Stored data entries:
--

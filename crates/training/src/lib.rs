#![recursion_limit = "256"]

pub mod checkpoint;
pub mod loss;
pub mod metrics;
pub mod optim;
pub mod run_dir;
pub mod runner;
pub mod schedule;
pub mod util;

pub use checkpoint::{BestTracker, CheckpointStore, Improvement};
pub use loss::{CriterionKind, JointAgeLoss};
pub use metrics::{accuracy, macro_f1, MetricWindow};
pub use optim::{OptimizerKind, OptimizerVisitor};
pub use runner::{EpochReport, FoldReport, RunReport};
pub use schedule::StepLr;
pub use util::{run_train, Mode, TrainArgs, TrainConfig};

/// Backend alias for training/eval (NdArray by default; WGPU if enabled).
#[cfg(feature = "backend-wgpu")]
pub type TrainBackend = burn_wgpu::Wgpu<f32>;
#[cfg(not(feature = "backend-wgpu"))]
pub type TrainBackend = burn_ndarray::NdArray<f32>;

pub type ADBackend = burn::backend::Autodiff<TrainBackend>;
//! Core types, error definitions, and data structures for face_dataset.

use crate::labels::{GenderLabel, MaskLabel, SampleLabels};
use serde::{Deserialize, Serialize};
use std::path::PathBuf;
use thiserror::Error;

pub type DatasetResult<T> = Result<T, FaceDatasetError>;

#[derive(Debug, Error)]
pub enum FaceDatasetError {
    #[error("io error at {path}: {source}")]
    Io {
        path: PathBuf,
        #[source]
        source: std::io::Error,
    },
    #[error("invalid face metadata at {path}: {msg}")]
    Metadata { path: PathBuf, msg: String },
    #[error("image decode error at {path}: {source}")]
    Image {
        path: PathBuf,
        #[source]
        source: image::ImageError,
    },
    #[error("combined label {0} is outside 0..18")]
    LabelOutOfRange(u32),
    #[error("unknown {kind} `{key}` (known: {known})")]
    UnknownKey {
        kind: &'static str,
        key: String,
        known: String,
    },
    #[error("{0}")]
    Other(String),
}

/// One indexed image with the labels decoded from its folder and file name.
#[derive(Debug, Clone)]
pub struct FaceRecord {
    pub path: PathBuf,
    /// Profile directory name; all images of one person share it.
    pub profile: String,
    pub mask: MaskLabel,
    pub gender: GenderLabel,
    pub age_years: u32,
}

impl FaceRecord {
    pub fn labels(&self) -> SampleLabels {
        SampleLabels::new(self.mask, self.gender, self.age_years)
    }
}

/// A decoded, transformed image ready for batching.
#[derive(Debug, Clone)]
pub struct FaceSample {
    /// Position of the source item in its loader.
    pub index: usize,
    /// Image in CHW layout, normalized with the pipeline's channel stats.
    pub image_chw: Vec<f32>,
    pub width: u32,
    pub height: u32,
    pub labels: Option<SampleLabels>,
}

/// Train/validation partition expressed as indices into a record list.
#[derive(Debug, Clone, Default, PartialEq, Eq)]
pub struct Split {
    pub train: Vec<usize>,
    pub val: Vec<usize>,
}

/// Per-channel normalization statistics in `[0, 1]` pixel units.
#[derive(Debug, Clone, Copy, PartialEq, Serialize, Deserialize)]
pub struct ChannelStats {
    pub mean: [f32; 3],
    pub std: [f32; 3],
}

impl Default for ChannelStats {
    fn default() -> Self {
        Self {
            mean: [0.548, 0.504, 0.479],
            std: [0.237, 0.247, 0.246],
        }
    }
}

/// Class counts over an indexed dataset.
#[derive(Debug, Clone, Default, Serialize, Deserialize)]
pub struct DatasetSummary {
    pub images: usize,
    pub profiles: usize,
    pub mask: [usize; 3],
    pub gender: [usize; 2],
    pub age: [usize; 3],
}
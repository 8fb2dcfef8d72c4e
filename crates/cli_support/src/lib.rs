//! Command-line argument groups shared by the `train` and `infer` binaries.

pub mod common;

pub use common::{
    parse_resize, resize_from_values, DataDirArgs, DataDirOpts, EvalDirArgs, EvalDirOpts, SeedArgs,
    DEFAULT_EVAL_DIR, DEFAULT_MODEL_DIR, DEFAULT_TRAIN_DIR,
};
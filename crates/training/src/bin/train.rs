use clap::Parser;
use training::util::{run_train, TrainArgs};

fn main() -> anyhow::Result<()> {
    env_logger::Builder::from_env(env_logger::Env::default().default_filter_or("info")).init();
    let args = TrainArgs::parse();
    let report = run_train(args)?;
    for fold in &report.folds {
        log::info!(
            "fold {}: best f1 {:.4}, best loss {:.4}, best acc {:.4}",
            fold.fold,
            fold.best.best_f1,
            fold.best.best_loss,
            fold.best.best_accuracy
        );
    }
    log::info!("run saved to {}", report.run_dir.display());
    Ok(())
}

--

**Work instruction**
Filter the records, keeping only lines that contain "FaceDatasetError", and show those lines.

**Reply to the task**
pub type DatasetResult<T> = Result<T, FaceDatasetError>;
pub enum FaceDatasetError {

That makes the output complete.